Overall I had a great time on Cozumel, but Genie had been in touch with me and wanted to meet me at Calakmul, a superb and large Mayan pyramid site just north of the Peten Jungle. I hesitated, as my heart was nearly healed, but it was the last chance I would get to see her for over a month, so made my way to Xpujil, the town nearest all the Rio Bec style ruins in that area. I had also been highly recommended the site by a swiss woman I met on Isla Mujures and was planning on going there anyway.

After an amazing Vegetarian Burrito in one of the tourist restaurants in Cozumel, I got on the boat back to the mainland, missed my bus and contemplated that I would be turning up after 1am at a random village in the middle of nowhere to knock on a hotel door to wake Genie up. After a long bus ride, I was wondering why I was doing this. should I just stay clear of Genie and continue my healing? Hmmmm.

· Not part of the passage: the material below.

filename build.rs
fn main() {
    built::write_built_file().expect("Failed to acquire build-time information");
}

PART 12 – Calakmul, the ‘Rio Bec’ sites, Lake Bacalar and Tulum

I arrived in Xpujil peublo, after a long military checkpoint stop, where they checked several pieces of luggage for about 45 minutes.  It was on the border of Qunitana Roo and Campeche, two states in the Yucatan area. I got a taxi to the hotel, but couldn’t wake Genie up after knocking on the door several times. I eventually woke up the person she was sharing with who rightly freaked out thinking I was an intruder! Anyway, we moved into a Cabana and talked about our experiences over the last few days before falling asleep. After a subperb breakfast of multiple eggs at the Calakmul Hotel, where we were staying, we got  taxi to Chicanna, a Rio Bec site 10 km west of Xpujil.

Chicanna is a simple but beautiful Mayan site. Its showpiece is a super-massive serpent head that was so big it was actually a building with some rooms inside that you could walk through. I looked like a representation of Quetzelcoatl, with its plumes and serpent mouth. We then walked back to the highway and tried to hitch to Beccan, another site a km along the highway back towards Xpujil. Unfortunately our hitching skills had temporarily deserted us and a hot midday walk was the only way we were going to get there. And what a sight we were greeted with when we got into the central plaza, what looked like tens of thousands of small white butterflies engulfing a large Ceiba tree. It seemed our timing at Beccan was much better than our hitchhiking skills. We were bewildered by this and it was a beautiful and romantic experience. I had never seen anything like this before and I snapped away and filmed what I could. There were pyramids to climb also, so we got to the top of the nearest structure and had a magnificent view from above the great tree and butterfly parade.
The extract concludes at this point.